Vale (VALE3): Julgamento do STF sobre tributação de lucros no exterior será reiniciado no plenário físico, com placar zerado
O ministro André Mendonça, do Supremo Tribunal Federal (STF), suspendeu nesta sexta-feira, 28, o julgamento que discute a tributação de lucros obtidos por controladas e coligadas de empresas brasileiras no exterior, como a Vale (VALE3).
O julgamento era realizado no plenário virtual que começou na última sexta-feira, 21, e tinha conclusão prevista para esta sexta.
O ministro pediu destaque, o que reinicia a discussão no plenário físico com placar zerado.

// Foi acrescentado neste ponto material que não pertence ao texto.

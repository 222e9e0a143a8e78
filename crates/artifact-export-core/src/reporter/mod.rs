// Source reporters and their scheduling
//
// Each reporter runs on its own named thread with a current-thread runtime.
// Timer ticks and manual triggers arrive on the same loop, so cycles of one
// reporter never overlap; the single-flight guard turns any trigger that
// arrives mid-cycle into a no-op.

use async_trait::async_trait;
use std::sync::atomic::{AtomicBool, Ordering};
use std::sync::Arc;
use std::thread::JoinHandle;
use std::time::Duration;
use tokio::sync::mpsc;
use tokio::time::{interval_at, Instant, MissedTickBehavior};
use tracing::{debug, info, warn};

use artifact_export_batch::BatchLimits;

use crate::error::ExportError;
use crate::index::IndexNaming;
use crate::indexer::BulkIndexer;
use crate::retry::RetryCoordinator;
use crate::stats::ExportStats;
use crate::switches::ExportSwitches;

mod config_snapshot;
mod flush;
mod incremental;
mod proxy_history;
mod settings;
mod tool_stats;

pub use config_snapshot::ConfigSnapshotReporter;
pub use incremental::{FindingsReporter, IncrementalReporter, SitemapReporter};
pub use proxy_history::ProxyHistoryReporter;
pub use settings::SettingsReporter;
pub use tool_stats::ToolStatsReporter;

#[derive(Debug, Clone, Copy, PartialEq, Eq)]
pub enum RunMode {
    /// Every current item is a candidate.
    PushAll,
    /// Only items not yet delivered this session.
    Incremental,
}

/// Why a cycle did nothing.
#[derive(Debug, Clone, Copy, PartialEq, Eq)]
pub enum SkipReason {
    ExportStopped,
    NoBaseUrl,
    SourceNotSelected,
    /// Another cycle of the same reporter holds the guard.
    InProgress,
    /// Content matches what was last delivered.
    Unchanged,
}

#[derive(Debug, Clone, Default, PartialEq, Eq)]
pub struct CycleSummary {
    pub fetched: usize,
    pub candidates: usize,
    pub flushes: usize,
    pub succeeded: usize,
    pub failed: usize,
    /// Failed documents accepted by the retry queue.
    pub queued: usize,
}

#[derive(Debug, Clone, PartialEq, Eq)]
pub enum CycleOutcome {
    Skipped(SkipReason),
    Completed(CycleSummary),
}

pub type CycleResult = Result<CycleOutcome, ExportError>;

/// Shared collaborators handed to every reporter.
#[derive(Clone)]
pub struct ReporterDeps {
    pub indexer: Arc<dyn BulkIndexer>,
    pub stats: Arc<ExportStats>,
    pub switches: Arc<ExportSwitches>,
    pub retry: Arc<RetryCoordinator>,
    pub naming: IndexNaming,
    pub limits: BatchLimits,
}

/// One pass over a data source.
#[async_trait]
pub trait Reporter: Send + 'static {
    fn name(&self) -> &'static str;

    /// Reporters writing to the tool index log their own outcomes under a
    /// target the log forwarder ignores, so the scheduler stays quiet for them.
    fn writes_tool_index(&self) -> bool {
        false
    }

    async fn run_cycle(&mut self, mode: RunMode) -> CycleResult;
}

/// "Run in progress" flag shared by a reporter's handle and its worker.
#[derive(Debug, Clone, Default)]
pub struct SingleFlight {
    running: Arc<AtomicBool>,
}

impl SingleFlight {
    pub fn new() -> Self {
        Self::default()
    }

    /// Claims the flag, or `None` if a cycle is already running.
    pub fn try_acquire(&self) -> Option<FlightPermit> {
        self.running
            .compare_exchange(false, true, Ordering::AcqRel, Ordering::Acquire)
            .ok()
            .map(|_| FlightPermit {
                running: Arc::clone(&self.running),
            })
    }

    pub fn is_running(&self) -> bool {
        self.running.load(Ordering::Acquire)
    }
}

/// Releases the single-flight flag when dropped.
#[derive(Debug)]
pub struct FlightPermit {
    running: Arc<AtomicBool>,
}

impl Drop for FlightPermit {
    fn drop(&mut self) {
        self.running.store(false, Ordering::Release);
    }
}

/// Runs one cycle under `guard`; a held guard yields `Skipped(InProgress)`.
pub async fn run_guarded<R>(reporter: &mut R, guard: &SingleFlight, mode: RunMode) -> CycleResult
where
    R: Reporter + ?Sized,
{
    let Some(_permit) = guard.try_acquire() else {
        return Ok(CycleOutcome::Skipped(SkipReason::InProgress));
    };
    reporter.run_cycle(mode).await
}

/// [`run_guarded`], then logs the result unless the reporter writes to the
/// tool index.
pub async fn run_logged<R>(reporter: &mut R, guard: &SingleFlight, mode: RunMode) -> CycleResult
where
    R: Reporter + ?Sized,
{
    let result = run_guarded(reporter, guard, mode).await;
    if !reporter.writes_tool_index() {
        log_cycle(reporter.name(), mode, &result);
    }
    result
}

/// Control side of a spawned reporter. Dropping it stops the worker loop.
#[derive(Debug)]
pub struct ReporterHandle {
    name: &'static str,
    triggers: mpsc::Sender<RunMode>,
    guard: SingleFlight,
    thread: Option<JoinHandle<()>>,
}

impl ReporterHandle {
    pub fn name(&self) -> &'static str {
        self.name
    }

    pub fn is_running(&self) -> bool {
        self.guard.is_running()
    }

    /// Requests a cycle. Returns `false` (and does nothing) if a cycle is
    /// running, one is already pending, or the worker has exited.
    ///
    /// Best-effort: a cycle finishing between the running check and the send
    /// can leave one extra trigger queued, which then runs as a normal cycle.
    pub fn trigger(&self, mode: RunMode) -> bool {
        if self.guard.is_running() {
            return false;
        }
        self.triggers.try_send(mode).is_ok()
    }

    /// Closes the trigger channel and waits for the in-flight cycle to finish.
    pub fn shutdown(mut self) {
        let thread = self.thread.take();
        drop(self);
        if let Some(thread) = thread {
            let _ = thread.join();
        }
    }
}

/// Starts `reporter` on a dedicated thread.
///
/// With an `interval`, an incremental cycle runs every period (first tick one
/// period after start); without one, cycles only run when triggered.
pub fn spawn<R: Reporter>(
    mut reporter: R,
    interval: Option<Duration>,
) -> Result<ReporterHandle, ExportError> {
    let name = reporter.name();
    let (triggers, mut rx) = mpsc::channel(1);
    let guard = SingleFlight::new();
    let worker_guard = guard.clone();

    let runtime = tokio::runtime::Builder::new_current_thread()
        .enable_time()
        .build()
        .map_err(|e| ExportError::spawn(name, e))?;

    let thread = std::thread::Builder::new()
        .name(format!("artifact-export-{}", name))
        .spawn(move || {
            runtime.block_on(drive(&mut reporter, &worker_guard, &mut rx, interval));
            debug!(reporter = name, "Reporter stopped");
        })
        .map_err(|e| ExportError::spawn(name, e))?;

    Ok(ReporterHandle {
        name,
        triggers,
        guard,
        thread: Some(thread),
    })
}

async fn drive<R: Reporter>(
    reporter: &mut R,
    guard: &SingleFlight,
    rx: &mut mpsc::Receiver<RunMode>,
    interval: Option<Duration>,
) {
    let mut ticker = interval.map(|period| {
        let mut ticker = interval_at(Instant::now() + period, period);
        ticker.set_missed_tick_behavior(MissedTickBehavior::Skip);
        ticker
    });

    loop {
        let mode = match ticker.as_mut() {
            Some(ticker) => tokio::select! {
                trigger = rx.recv() => match trigger {
                    Some(mode) => mode,
                    None => break,
                },
                _ = ticker.tick() => RunMode::Incremental,
            },
            None => match rx.recv().await {
                Some(mode) => mode,
                None => break,
            },
        };

        let _ = run_logged(reporter, guard, mode).await;
    }
}

fn log_cycle(name: &'static str, mode: RunMode, result: &CycleResult) {
    match result {
        Ok(CycleOutcome::Skipped(reason)) => {
            debug!(reporter = name, ?mode, ?reason, "Cycle skipped");
        }
        Ok(CycleOutcome::Completed(summary)) if summary.failed > 0 => {
            warn!(
                reporter = name,
                ?mode,
                candidates = summary.candidates,
                succeeded = summary.succeeded,
                failed = summary.failed,
                queued = summary.queued,
                "Cycle completed with failures"
            );
        }
        Ok(CycleOutcome::Completed(summary)) if summary.candidates > 0 => {
            info!(
                reporter = name,
                ?mode,
                candidates = summary.candidates,
                flushes = summary.flushes,
                succeeded = summary.succeeded,
                "Cycle completed"
            );
        }
        Ok(CycleOutcome::Completed(_)) => {
            debug!(reporter = name, ?mode, "Cycle completed; nothing new");
        }
        Err(e) => {
            warn!(reporter = name, ?mode, error = %e, "Cycle aborted");
        }
    }
}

Até a suspensão, havia maioria de 6 a 4 para validar a cobrança.
Mendonça, que é o relator do caso, já se posicionou contra a tributação.
O caso concreto discute a incidência de IRPJ e CSLL sobre os lucros das controladas da Vale na Bélgica, Dinamarca e Luxemburgo.
A Receita Federal projeta, em caso de derrota, uma perda de R$ 22 bilhões para os cofres públicos.
O valor contempla um ano de não recolhimento e a devolução de tributos relativos aos últimos cinco anos.
A ação não tem repercussão geral, mas o caso é um importante precedente para pacificar a controvérsia na Justiça.
A discussão tem gerado posições contraditórias desde uma decisão do Superior Tribunal de Justiça (STJ) que favoreceu a Vale e impediu a cobrança sobre as suas controladas no exterior.
O Supremo julga agora um recurso da União contra essa decisão do STJ.
Segundo a Procuradoria-Geral da Fazenda Nacional (PGNF), o Tribunal contrariou precedentes do STF favoráveis à tributação.
Diante do impasse, parte da Justiça Federal têm aplicado a posição do STJ como um precedente válido, impondo derrotas à União.
Já no Conselho de Administração de Recursos Fiscais (Carf), a União tem vencido na maioria das turmas por voto de qualidade.